That moment when you realize as a parent, or really, just anyone, that you have compromised something so important a value that there may be no turning back from whence you came? (yes, I used the word whence…ancient language reference how terrible and ominous this is….hum, the Jaws theme in your head)

Everyone has that line in their head they won’t cross. For me you would think it would be taking my clothes  off in front of strangers because I have always thought I was/am fat…even in high school when I weighed about 105 lbs. But, uh-huh, I did it once. I did not flash my cootchie, but other accessories, yes. You might think it would be climbing the 158ft. mast on Clipper City because while I am not afraid of heights–I am DEATHLY afraid of falling off them. Yes, in my mind there is a distinction. You might think it would be any type of public speaking because I generally assume that everyone hates me and thinks I am stupid. I have shoplifted and considered it to be in its highest form to do so while shopping with my mother. I have done and dealt drugs, on a very small time some what pathetic scale. I slept with men without using a condom in the late 80’s and early 90’s and miraculously did not catch anything deadly.

Through out my wild and reckless youth (are you keeping track of how many cliches I have used so far….) I held a few things in my head that I would never do.
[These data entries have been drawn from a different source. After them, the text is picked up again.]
use anyhow::{Context, Result};
use serde::Serialize;
use serde_json::ser::{PrettyFormatter, Serializer};
use std::fs;
use std::path::Path;
use tracing::{error, info};

use crate::models::ResourceRecord;
use super::base58;

/// Writes records as `name url` lines
///
/// Failures are logged and otherwise ignored.
pub fn save_text(records: &[ResourceRecord], path: &Path) {
    let body: String = records.iter().map(|r| format!("{}\n", r)).collect();
    report(write_file(path, body.as_bytes()), path, "text results");
}

/// Writes a value as pretty JSON with four-space indentation, non-ASCII kept as is
///
/// Failures are logged and otherwise ignored.
pub fn save_json<T: Serialize>(value: &T, path: &Path) {
    let result = to_pretty_json(value).and_then(|bytes| write_file(path, &bytes));
    report(result, path, "JSON results");
}

/// Writes the base-58 encoding of a value's compact JSON form
///
/// Failures are logged and otherwise ignored.
pub fn save_base58<T: Serialize>(value: &T, path: &Path) {
    let result = serde_json::to_string(value)
        .context("Failed to serialize value to JSON")
        .and_then(|json| write_file(path, base58::encode_str(&json).as_bytes()));
    report(result, path, "base58 results");
}

/// Serializes a value the way the output files are laid out
pub fn to_pretty_json<T: Serialize>(value: &T) -> Result<Vec<u8>> {
    let mut buffer = Vec::new();
    let mut serializer = Serializer::with_formatter(&mut buffer, PrettyFormatter::with_indent(b"    "));
    value
        .serialize(&mut serializer)
        .context("Failed to serialize value to JSON")?;
    Ok(buffer)
}

fn write_file(path: &Path, bytes: &[u8]) -> Result<()> {
    fs::write(path, bytes).with_context(|| format!("Failed to write {}", path.display()))
}

fn report(result: Result<()>, path: &Path, what: &str) {
    match result {
        Ok(()) => info!("Saved {} to {}", what, path.display()),
        Err(e) => error!("Could not save {}: {:#}", what, e),
    }
}
use anyhow::{Context, Result};
use serde::Deserialize;
use std::path::PathBuf;

use crate::output::DEFAULT_CACHE_TIME;
use crate::processor::DEFAULT_WORKERS;

/// Base name of the optional configuration file (`vod_sources.toml`, `.json`, ...)
pub const CONFIG_FILE: &str = "vod_sources";

/// Prefix of environment variables overriding configuration values
pub const ENV_PREFIX: &str = "VOD_SOURCES";

/// Configuration for a reconciliation run
#[derive(Debug, Clone, Deserialize)]
#[serde(default)]
pub struct AppConfig {
    /// Free-form listing to extract new resources from
    pub source_file: PathBuf,

    /// Already published resources to compare against
    pub baseline_file: PathBuf,

    /// `name url` lines of resources only found in the source
    pub filtered_text_file: PathBuf,

    /// Site document of resources only found in the source
    pub new_only_json_file: PathBuf,

    /// Site document of baseline plus new resources
    pub combined_json_file: PathBuf,

    /// Base-58 encoding of the combined site document
    pub combined_base58_file: PathBuf,

    /// Diagnostic log written in debug mode
    pub debug_log_file: PathBuf,

    /// Number of files parsed at the same time
    pub workers: usize,

    /// `cache_time` field of generated site documents
    pub cache_time: u32,

    /// Records shown per section in the console report
    pub display_limit: usize,
}

impl Default for AppConfig {
    fn default() -> Self {
        Self {
            source_file: PathBuf::from("shipinywan.txt"),
            baseline_file: PathBuf::from("basic.json"),
            filtered_text_file: PathBuf::from("filtered_results.txt"),
            new_only_json_file: PathBuf::from("video_sources.json"),
            combined_json_file: PathBuf::from("combined_sources.json"),
            combined_base58_file: PathBuf::from("combined_sources_base58.txt"),
            debug_log_file: PathBuf::from("logs.txt"),
            workers: DEFAULT_WORKERS,
            cache_time: DEFAULT_CACHE_TIME,
            display_limit: 20,
        }
    }
}

impl AppConfig {
    /// Loads configuration from defaults, the optional config file and the environment
    ///
    /// Later sources override earlier ones, e.g. `VOD_SOURCES_WORKERS=8`.
    pub fn load() -> Result<Self> {
        Self::load_from(CONFIG_FILE)
    }

    /// Like `load`, reading the config file from a specific base path
    pub fn load_from(config_file: &str) -> Result<Self> {
        ::config::Config::builder()
            .add_source(::config::File::with_name(config_file).required(false))
            .add_source(::config::Environment::with_prefix(ENV_PREFIX))
            .build()
            .context("Failed to read configuration")?
            .try_deserialize()
            .context("Invalid configuration")
    }
}
//! Hover tooltips for tap markers.
//!
//! After hovering the same marker for 500ms, a tooltip shows the tap's
//! name, status, and report age. Tap names are operator-supplied free
//! text and are sanitized before display. Hidden during drag operations.

use bevy::prelude::*;
use bevy_egui::{egui, EguiContexts};

use floorplan::taps::{TapId, TapRoster};
use rendering::camera::CameraDrag;
use rendering::drag::DragState;
use rendering::markers::{TapMarker, MARKER_SIZE};

/// How long (seconds) the cursor must hover the same marker before the
/// tooltip appears.
const HOVER_DELAY: f32 = 0.5;

/// Pixel offset from the cursor to the tooltip.
const TOOLTIP_OFFSET: f32 = 20.0;

/// Longest name the tooltip will render before truncating.
const MAX_NAME_CHARS: usize = 64;

#[derive(Resource, Default)]
pub struct TapHoverState {
    pub tap: Option<TapId>,
    pub elapsed: f32,
}

/// Strip markup and control characters from an operator-supplied label.
/// The result is plain display text, never interpreted.
pub fn sanitize_label(raw: &str) -> String {
    let cleaned: String = raw
        .chars()
        .filter(|c| !c.is_control() && *c != '<' && *c != '>')
        .collect();
    let trimmed = cleaned.trim();
    if trimmed.is_empty() {
        return "(unnamed)".to_string();
    }
    if trimmed.chars().count() > MAX_NAME_CHARS {
        let head: String = trimmed.chars().take(MAX_NAME_CHARS).collect();
        format!("{head}…")
    } else {
        trimmed.to_string()
    }
}

/// Human-readable report age, for the tooltip's "last report" line.
pub fn humanize_report_age(secs: Option<f64>) -> String {
    let Some(secs) = secs else {
        return "never".to_string();
    };
    if secs < 60.0 {
        "just now".to_string()
    } else if secs < 3600.0 {
        format!("{}m ago", (secs / 60.0) as u64)
    } else if secs < 86_400.0 {
        format!("{}h ago", (secs / 3600.0) as u64)
    } else {
        format!("{}d ago", (secs / 86_400.0) as u64)
    }
}

#[allow(clippy::too_many_arguments)]
pub fn tap_tooltip_ui(
    mut contexts: EguiContexts,
    windows: Query<&Window>,
    cameras: Query<(&Camera, &GlobalTransform), With<Camera2d>>,
    markers: Query<(&TapMarker, &Transform)>,
    roster: Res<TapRoster>,
    camera_drag: Res<CameraDrag>,
    marker_drag: Res<DragState>,
    time: Res<Time>,
    mut hover: ResMut<TapHoverState>,
) {
    if camera_drag.dragging || marker_drag.active.is_some() {
        hover.tap = None;
        hover.elapsed = 0.0;
        return;
    }

    let hovered = cursor_world_pos(&windows, &cameras).and_then(|cursor| {
        let half = MARKER_SIZE / 2.0;
        markers.iter().find_map(|(marker, transform)| {
            let pos = transform.translation;
            let hit = (cursor.x - pos.x).abs() <= half && (cursor.y - pos.y).abs() <= half;
            hit.then_some(marker.tap)
        })
    });

    let Some(tap_id) = hovered else {
        hover.tap = None;
        hover.elapsed = 0.0;
        return;
    };

    // Reset the timer when the hovered marker changes.
    if hover.tap != Some(tap_id) {
        hover.tap = Some(tap_id);
        hover.elapsed = 0.0;
    }
    hover.elapsed += time.delta_secs();
    if hover.elapsed < HOVER_DELAY {
        return;
    }

    let Some(tap) = roster.get(tap_id) else {
        return;
    };

    let ctx = contexts.ctx_mut();
    let Some(pointer_pos) = ctx.pointer_hover_pos() else {
        return;
    };
    let label_pos = pointer_pos + egui::vec2(TOOLTIP_OFFSET, TOOLTIP_OFFSET);

    let (status, status_color) = if tap.active {
        ("Online", egui::Color32::from_rgb(80, 200, 80))
    } else {
        ("Offline", egui::Color32::from_rgb(220, 60, 50))
    };

    egui::Area::new(egui::Id::new("tap_hover_tooltip"))
        .fixed_pos(egui::pos2(label_pos.x, label_pos.y))
        .interactable(false)
        .order(egui::Order::Tooltip)
        .show(ctx, |ui| {
            egui::Frame::popup(ui.style())
                .fill(egui::Color32::from_rgba_premultiplied(30, 30, 30, 220))
                .show(ui, |ui| {
                    ui.set_max_width(220.0);

                    ui.label(
                        egui::RichText::new(sanitize_label(&tap.name))
                            .strong()
                            .size(13.0)
                            .color(egui::Color32::WHITE),
                    );
                    ui.separator();

                    ui.horizontal(|ui| {
                        ui.label(
                            egui::RichText::new("Status:")
                                .size(11.0)
                                .color(egui::Color32::LIGHT_GRAY),
                        );
                        ui.label(
                            egui::RichText::new(status).size(11.0).color(status_color),
                        );
                    });
                    ui.horizontal(|ui| {
                        ui.label(
                            egui::RichText::new("Last report:")
                                .size(11.0)
                                .color(egui::Color32::LIGHT_GRAY),
                        );
                        ui.label(
                            egui::RichText::new(humanize_report_age(tap.last_report_secs))
                                .size(11.0)
                                .color(egui::Color32::WHITE),
                        );
                    });
                });
        });
}

fn cursor_world_pos(
    windows: &Query<&Window>,
    cameras: &Query<(&Camera, &GlobalTransform), With<Camera2d>>,
) -> Option<Vec2> {
    let window = windows.get_single().ok()?;
    let cursor = window.cursor_position()?;
    let (camera, camera_transform) = cameras.get_single().ok()?;
    camera.viewport_to_world_2d(camera_transform, cursor).ok()
}

#[cfg(test)]
mod tests {
    use super::*;

    #[test]
    fn markup_is_stripped_from_names() {
        assert_eq!(sanitize_label("roof <b>east</b>"), "roof beast/b");
        assert_eq!(sanitize_label("lab\u{0007}\u{001b}tap"), "labtap");
    }

    #[test]
    fn blank_names_get_a_placeholder() {
        assert_eq!(sanitize_label("   "), "(unnamed)");
        assert_eq!(sanitize_label("\u{0000}\u{0001}"), "(unnamed)");
    }

    #[test]
    fn long_names_are_truncated() {
        let long = "x".repeat(200);
        let out = sanitize_label(&long);
        assert_eq!(out.chars().count(), MAX_NAME_CHARS + 1);
        assert!(out.ends_with('…'));
    }

    #[test]
    fn report_ages_humanize() {
        assert_eq!(humanize_report_age(None), "never");
        assert_eq!(humanize_report_age(Some(12.0)), "just now");
        assert_eq!(humanize_report_age(Some(150.0)), "2m ago");
        assert_eq!(humanize_report_age(Some(7200.0)), "2h ago");
        assert_eq!(humanize_report_age(Some(200_000.0)), "2d ago");
    }
}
I have done one. It doesn’t matter what it was. But I did it. I was foolish. I was rash and immature. NO, I did not cheat on D. That is also a line I feel I could never cross, but now that my true self is revealed and I am apparently capable of terrible things…..who knows? Maybe this is just the first step on the road to ruin.

It is a sad, sad, sad day when you realize what a pitiful person you are. How low. How capable of mean things. This is one of the things I will always most regret.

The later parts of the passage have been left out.